** Opening DATA SHOWN block **

//! The final report of a replay run.

/// How a replay run ended.
#[derive(Debug, Clone, Copy, PartialEq, Eq)]
pub enum ReplayOutcome {
    /// The whole archive was consumed and every record applied.
    Completed,
    /// Cooperative cancellation was observed; partial progress is reported.
    Cancelled,
}

impl std::fmt::Display for ReplayOutcome {
    fn fmt(&self, f: &mut std::fmt::Formatter<'_>) -> std::fmt::Result {
        match self {
            Self::Completed => write!(f, "completed"),
            Self::Cancelled => write!(f, "cancelled"),
        }
    }
}

/// Counters for one replay run.
#[derive(Debug, Clone)]
pub struct ReplayReport {
    /// Records acknowledged by the sink.
    pub records_applied: u64,
    /// Records successfully decoded from the archive.
    pub records_decoded: u64,
    /// Skip markers (`size == -1`) consumed.
    pub markers_skipped: u64,
    /// Length-correct bodies dropped because they did not parse.
    pub decode_errors: u64,
    pub outcome: ReplayOutcome,
}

** Closing DATA SHOWN block **

Copy the lines of the entries above that mention "write".

            Self::Completed => write!(f, "completed"),
            Self::Cancelled => write!(f, "cancelled"),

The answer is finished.